- **WHAT THE TASK ASKS**: All that is wanted is a word-for-word copy of the data from its first line to the line containing "lock is held.", both included.

━━━━━━━━━━

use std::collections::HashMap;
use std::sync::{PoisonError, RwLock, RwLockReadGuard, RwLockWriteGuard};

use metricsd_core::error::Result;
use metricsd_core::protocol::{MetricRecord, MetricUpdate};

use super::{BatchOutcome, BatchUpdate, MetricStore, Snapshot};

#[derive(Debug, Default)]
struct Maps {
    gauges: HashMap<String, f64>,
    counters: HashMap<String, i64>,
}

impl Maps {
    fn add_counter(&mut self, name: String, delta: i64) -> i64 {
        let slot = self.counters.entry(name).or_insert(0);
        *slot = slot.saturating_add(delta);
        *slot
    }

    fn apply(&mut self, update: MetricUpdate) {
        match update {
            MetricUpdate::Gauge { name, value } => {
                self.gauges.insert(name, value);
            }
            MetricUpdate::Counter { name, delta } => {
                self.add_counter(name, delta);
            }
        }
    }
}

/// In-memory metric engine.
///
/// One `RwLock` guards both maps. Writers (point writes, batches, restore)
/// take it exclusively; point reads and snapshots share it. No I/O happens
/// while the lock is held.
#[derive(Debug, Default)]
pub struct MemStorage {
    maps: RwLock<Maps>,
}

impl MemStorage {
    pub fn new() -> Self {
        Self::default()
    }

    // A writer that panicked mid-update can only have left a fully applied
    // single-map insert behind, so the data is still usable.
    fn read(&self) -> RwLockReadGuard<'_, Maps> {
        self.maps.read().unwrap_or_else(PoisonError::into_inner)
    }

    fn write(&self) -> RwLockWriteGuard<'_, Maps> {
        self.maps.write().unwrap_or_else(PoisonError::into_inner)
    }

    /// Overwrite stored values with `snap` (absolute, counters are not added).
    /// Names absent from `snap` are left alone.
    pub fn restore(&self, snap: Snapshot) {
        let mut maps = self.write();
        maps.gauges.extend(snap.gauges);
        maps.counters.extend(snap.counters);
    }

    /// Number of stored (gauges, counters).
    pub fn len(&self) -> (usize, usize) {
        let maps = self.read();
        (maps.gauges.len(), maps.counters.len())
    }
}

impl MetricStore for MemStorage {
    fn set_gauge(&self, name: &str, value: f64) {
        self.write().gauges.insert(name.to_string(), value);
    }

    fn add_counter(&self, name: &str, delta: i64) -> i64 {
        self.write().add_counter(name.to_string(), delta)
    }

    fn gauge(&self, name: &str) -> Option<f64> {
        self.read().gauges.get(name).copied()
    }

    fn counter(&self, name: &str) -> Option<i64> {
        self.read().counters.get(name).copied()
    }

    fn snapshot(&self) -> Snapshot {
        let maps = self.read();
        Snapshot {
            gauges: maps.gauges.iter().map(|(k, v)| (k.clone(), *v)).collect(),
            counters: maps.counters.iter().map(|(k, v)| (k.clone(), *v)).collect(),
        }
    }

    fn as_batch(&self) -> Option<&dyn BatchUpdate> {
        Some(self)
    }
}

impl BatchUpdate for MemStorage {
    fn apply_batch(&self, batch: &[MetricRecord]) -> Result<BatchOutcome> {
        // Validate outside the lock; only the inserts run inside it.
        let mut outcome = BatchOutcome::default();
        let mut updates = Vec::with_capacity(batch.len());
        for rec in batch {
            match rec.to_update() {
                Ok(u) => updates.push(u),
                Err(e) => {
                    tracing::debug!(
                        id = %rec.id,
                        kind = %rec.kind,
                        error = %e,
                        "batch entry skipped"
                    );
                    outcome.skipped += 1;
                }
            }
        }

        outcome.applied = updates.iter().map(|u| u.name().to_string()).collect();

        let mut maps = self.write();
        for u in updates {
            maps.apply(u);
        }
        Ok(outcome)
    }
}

━━━━━━━━━━

- **THE COMPLETED TASK**:
use std::collections::HashMap;
use std::sync::{PoisonError, RwLock, RwLockReadGuard, RwLockWriteGuard};

use metricsd_core::error::Result;
use metricsd_core::protocol::{MetricRecord, MetricUpdate};

use super::{BatchOutcome, BatchUpdate, MetricStore, Snapshot};

#[derive(Debug, Default)]
struct Maps {
    gauges: HashMap<String, f64>,
    counters: HashMap<String, i64>,
}

impl Maps {
    fn add_counter(&mut self, name: String, delta: i64) -> i64 {
        let slot = self.counters.entry(name).or_insert(0);
        *slot = slot.saturating_add(delta);
        *slot
    }

    fn apply(&mut self, update: MetricUpdate) {
        match update {
            MetricUpdate::Gauge { name, value } => {
                self.gauges.insert(name, value);
            }
            MetricUpdate::Counter { name, delta } => {
                self.add_counter(name, delta);
            }
        }
    }
}

/// In-memory metric engine.
///
/// One `RwLock` guards both maps. Writers (point writes, batches, restore)
/// take it exclusively; point reads and snapshots share it. No I/O happens
/// while the lock is held.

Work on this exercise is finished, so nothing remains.